French producer Gaumont Multimedia garnered industry attention last year when Space Goofs landed on Fox Kids, and the Fox pickup this year of Oggy and the Cockroaches confirmed the European series’ ability to penetrate the U.S. kid psyche. Marc du Pontavice explains how Gaumont is taking advantage of new opportunities presented by the increasingly competitive U.S. market.
he children’s television market is shifting, and that is not only because of the changes in regulation (the FinSyn rules are over), but mainly because kids’ demands have evolved. In the U.S., the networks’ Saturday morning lineups are no longer ruling the ratings war. Kids want their television to become a full TV service devoted to them 24 hours a day.
This kind of change requires some fairly strong investment capacities. The new configuration of the market is a reflection of this movement-the market is concentrated in four hands: Disney, Fox, Warner and Nickelodeon. And the syndication market is so weak that it does not make economic sense for program suppliers without the support of a major toy deal attached. But rather than leading to shrinking demand, this consolidation has opened doors to the U.S. networks for foreign producers who, just two years ago, only saw opportunities in syndication, and to a more limited degree, on cable.

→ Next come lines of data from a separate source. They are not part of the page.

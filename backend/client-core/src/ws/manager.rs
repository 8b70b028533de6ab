//! Connection task and its handle.
//!
//! The task owns the socket for its whole life. The handle only talks to it
//! through channels: an outbound frame queue, a shutdown flag, and a watch on
//! the connection state.

use crate::error::ws::WsError;
use crate::sync::FrameSink;
use crate::ws::{ConnectionEvent, ReconnectPolicy, parse_endpoint};

use models::ConnectionState;

use backoff::backoff::Backoff;
use futures_util::{SinkExt, StreamExt};
use log::{debug, info, trace, warn};
use tokio::net::TcpStream;
use tokio::spawn as TokioSpawn;
use tokio::sync::{mpsc, watch};
use tokio::task::JoinHandle;
use tokio::time::{sleep as TokioSleep, timeout as TokioTimeout};
use tokio_tungstenite::tungstenite::Message;
use tokio_tungstenite::{MaybeTlsStream, WebSocketStream, connect_async};
use url::Url;

type ServerStream = WebSocketStream<MaybeTlsStream<TcpStream>>;

/// Handle to a self-healing connection.
///
/// Created with [`connect`](Self::connect), which returns immediately; the
/// connection is established in a background task. Dropping the handle tears
/// the connection down and cancels any pending reconnection.
pub struct ConnectionManager {
    url: Url,
    state_rx: watch::Receiver<ConnectionState>,
    outbound_tx: mpsc::UnboundedSender<String>,
    shutdown_tx: watch::Sender<bool>,
    task: Option<JoinHandle<()>>,
}

impl ConnectionManager {
    /// Start connecting to `url`.
    ///
    /// Must be called from within a tokio runtime. Returns the handle together
    /// with the stream of [`ConnectionEvent`]s for this connection.
    ///
    /// # Errors
    ///
    /// Returns [`WsError`] if `url` is not a usable `ws://` endpoint. Network
    /// failures are never returned; they are retried in the background.
    #[track_caller]
    pub fn connect(
        url: &str,
        policy: ReconnectPolicy,
    ) -> Result<(Self, mpsc::UnboundedReceiver<ConnectionEvent>), WsError> {
        let url = parse_endpoint(url)?;

        let (event_tx, event_rx) = mpsc::unbounded_channel();
        let (outbound_tx, outbound_rx) = mpsc::unbounded_channel();
        let (state_tx, state_rx) = watch::channel(ConnectionState::Disconnected);
        let (shutdown_tx, shutdown_rx) = watch::channel(false);

        let connection = ConnectionTask {
            url: url.clone(),
            policy,
            event_tx,
            state_tx,
            outbound_rx,
            shutdown_rx,
        };

        info!("Connecting to {url}");
        let task = TokioSpawn(connection.run());

        Ok((
            Self {
                url,
                state_rx,
                outbound_tx,
                shutdown_tx,
                task: Some(task),
            },
            event_rx,
        ))
    }

    pub fn connection_state(&self) -> ConnectionState {
        *self.state_rx.borrow()
    }

    /// Observe connection state changes.
    pub fn watch_connection(&self) -> watch::Receiver<ConnectionState> {
        self.state_rx.clone()
    }

    /// Send one text frame if connected.
    ///
    /// Returns `false` when the frame was dropped because there is no open
    /// connection. Dropped frames are not queued for the next connection.
    pub fn send(&self, payload: String) -> bool {
        if !self.connection_state().is_connected() {
            debug!("Not connected to {}, dropping outbound frame", self.url);
            return false;
        }

        self.outbound_tx.send(payload).is_ok()
    }

    /// Stop reconnecting and close the connection if one is open.
    ///
    /// An open connection still reports [`ConnectionEvent::Closed`].
    pub fn teardown(&self) {
        self.shutdown_tx.send_replace(true);
    }

    /// Tear down and wait for the background task to finish.
    pub async fn shutdown(mut self) {
        self.teardown();

        if let Some(task) = self.task.take() {
            if let Err(e) = task.await {
                warn!("Connection task for {} ended abnormally: {e}", self.url);
            }
        }
    }
}

impl FrameSink for ConnectionManager {
    fn send_frame(&self, payload: String) -> bool {
        self.send(payload)
    }
}

impl Drop for ConnectionManager {
    fn drop(&mut self) {
        self.teardown();
    }
}

enum Attempt {
    Opened(Box<ServerStream>),
    Failed,
    Shutdown,
}

#[derive(Debug, PartialEq, Eq)]
enum SessionEnd {
    Closed,
    Shutdown,
}

struct ConnectionTask {
    url: Url,
    policy: ReconnectPolicy,
    event_tx: mpsc::UnboundedSender<ConnectionEvent>,
    state_tx: watch::Sender<ConnectionState>,
    outbound_rx: mpsc::UnboundedReceiver<String>,
    shutdown_rx: watch::Receiver<bool>,
}

impl ConnectionTask {
    async fn run(mut self) {
        let mut backoff = self.policy.backoff();

        loop {
            match self.open().await {
                Attempt::Shutdown => break,
                Attempt::Failed => {}
                Attempt::Opened(stream) => {
                    backoff.reset();
                    self.mark_open();
                    let end = self.pump(*stream).await;
                    self.mark_closed();

                    if end == SessionEnd::Shutdown {
                        break;
                    }
                }
            }

            let Some(delay) = backoff.next_backoff() else {
                warn!("Reconnection backoff exhausted for {}", self.url);
                break;
            };

            debug!("Reconnecting to {} in {delay:?}", self.url);

            tokio::select! {
                _ = shutdown_requested(&mut self.shutdown_rx) => break,
                _ = TokioSleep(delay) => {}
            }
        }

        info!("Connection to {} torn down", self.url);
    }

    async fn open(&mut self) -> Attempt {
        let handshake = TokioTimeout(self.policy.connect_timeout, connect_async(self.url.as_str()));

        tokio::select! {
            _ = shutdown_requested(&mut self.shutdown_rx) => Attempt::Shutdown,
            result = handshake => match result {
                Ok(Ok((stream, _response))) => {
                    info!("Connected to {}", self.url);
                    Attempt::Opened(Box::new(stream))
                }
                Ok(Err(e)) => {
                    warn!("Connection to {} failed: {e}", self.url);
                    Attempt::Failed
                }
                Err(_) => {
                    warn!(
                        "Connection to {} timed out after {:?}",
                        self.url, self.policy.connect_timeout
                    );
                    Attempt::Failed
                }
            },
        }
    }

    /// Shuttle frames until the connection ends.
    async fn pump(&mut self, stream: ServerStream) -> SessionEnd {
        let (mut write, mut read) = stream.split();

        loop {
            tokio::select! {
                _ = shutdown_requested(&mut self.shutdown_rx) => {
                    if let Err(e) = write.send(Message::Close(None)).await {
                        debug!("Failed to send close frame to {}: {e}", self.url);
                    }
                    return SessionEnd::Shutdown;
                }
                frame = read.next() => match frame {
                    Some(Ok(Message::Text(text))) => {
                        trace!("Received frame: {}", text.as_str());
                        self.emit(ConnectionEvent::Message(text.as_str().to_owned()));
                    }
                    Some(Ok(Message::Binary(data))) => {
                        warn!("Ignoring {} byte binary frame from {}", data.len(), self.url);
                    }
                    Some(Ok(Message::Close(frame))) => {
                        info!("Server {} closed the connection: {frame:?}", self.url);
                        return SessionEnd::Closed;
                    }
                    // Ping/pong are answered by tungstenite
                    Some(Ok(_)) => {}
                    Some(Err(e)) => {
                        warn!("Connection to {} lost: {e}", self.url);
                        return SessionEnd::Closed;
                    }
                    None => {
                        info!("Connection to {} ended", self.url);
                        return SessionEnd::Closed;
                    }
                },
                payload = self.outbound_rx.recv() => match payload {
                    Some(payload) => {
                        trace!("Sending frame: {payload}");
                        if let Err(e) = write.send(Message::Text(payload.into())).await {
                            warn!("Failed to send frame to {}: {e}", self.url);
                            return SessionEnd::Closed;
                        }
                    }
                    // The handle is gone
                    None => return SessionEnd::Shutdown,
                },
            }
        }
    }

    fn mark_open(&mut self) {
        self.discard_stale_frames();
        self.state_tx.send_replace(ConnectionState::Connected);
        self.emit(ConnectionEvent::Opened);
    }

    fn mark_closed(&mut self) {
        self.state_tx.send_replace(ConnectionState::Disconnected);
        self.discard_stale_frames();
        self.emit(ConnectionEvent::Closed);
    }

    /// Frames queued for a connection that has since closed are never delivered.
    fn discard_stale_frames(&mut self) {
        let mut discarded = 0usize;
        while self.outbound_rx.try_recv().is_ok() {
            discarded += 1;
        }

        if discarded > 0 {
            debug!("Discarded {discarded} undelivered frame(s) for {}", self.url);
        }
    }

    fn emit(&self, event: ConnectionEvent) {
        if self.event_tx.send(event).is_err() {
            trace!("No listener for connection events from {}", self.url);
        }
    }
}

/// Resolves once teardown is requested or the handle is dropped.
async fn shutdown_requested(shutdown_rx: &mut watch::Receiver<bool>) {
    let _ = shutdown_rx.wait_for(|stop| *stop).await;
}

Gaumont Multimedia made advances onto U.S. network television when broadcasters first began looking to Europe for good children’s programming. Not many companies took advantage of this budding opportunity. Fox turned to us early in 1997 when the network was developing its fall lineup, and we were prepared to meet the demands imposed. We had prior experience with U.S. audiences, on cable with The Highlander: The Animated Series, and in syndication with Sky Dancers and Dragon Flyz, so we knew how to produce both comedy and action series that appeal to U.S. viewers, and our track record proved that we are a reliable supplier that delivers on time.
When Gaumont Multimedia’s series Space Goofs debuted on Fox Kids Network in September `97, it was proof that we could produce a show whose production qualities and content could meet and exceed the demands of U.S. audiences. With its distinct brand of humor and unique look, Space Goofs was a hit with American kids, who can’t tell that the series is a European show. Gaumont Multimedia brings Fox something U.S. producers cannot deliver-a network-level series with a European edge. The success of Space Goofs led Fox to pick up our series Oggy and the Cockroaches, which premiered in September `98.
There are advantages and challenges in producing for a U.S. network. Ultimately, our relationship with Fox is mutually beneficial. Fox pays a lower rate for our shows than it does for series produced by American independents because we finance our productions through international co-production deals. The benefit to Gaumont is that we have autonomy over the artistic control of our series, aside from the traditional broadcast standards and practice requirements. And because Fox licenses both series, we retain ownership, as opposed to Highlander, Sky Dancers and Dragon Flyz, which were co-produced with American companies that own the U.S. rights.
The challenges of supplying programs for syndication and cable are completely different from those we face in working with a U.S. network. It is essential to make our U.S. partners forget not only that we are French, but also that we are 10,000 kilometers from the decision center by responding to their needs in a timely manner. In addition, networks face more scrutiny from censors over what they air, and as a result, must be more demanding of format and content. Technical specifications are also very strict. The bottom line is that networks expect us to deliver a series that’s not only as good as an American-produced show, but better.
While the U.S. market is important to Gaumont Multimedia, and certainly raises the profile of a series, it is not as significant for international sales as some may believe. Gaumont generally sells the most important European territories before a U.S. deal is signed. In fact, all six series we produced have been sold to broadcast outlets in the five major European territories, which is very rare in such a competitive market.
We believe success lies in retaining our autonomy and maximizing the creative output of our great production team. In terms of artistic talent, there are no barriers between Europe and the U.S.-talent is universal. I also believe that the reason Fox has won the ratings battle over the years has to do with the variety of its programming and its desire to outsource a significant part of its schedule. By outsourcing its programming and allowing producers like Gaumont Multimedia to retain creative autonomy, Fox has built a library of unique standout product.
Fresh blood always leads to good health!
Marc du Pontavice is the president of Paris-based Gaumont Multimedia.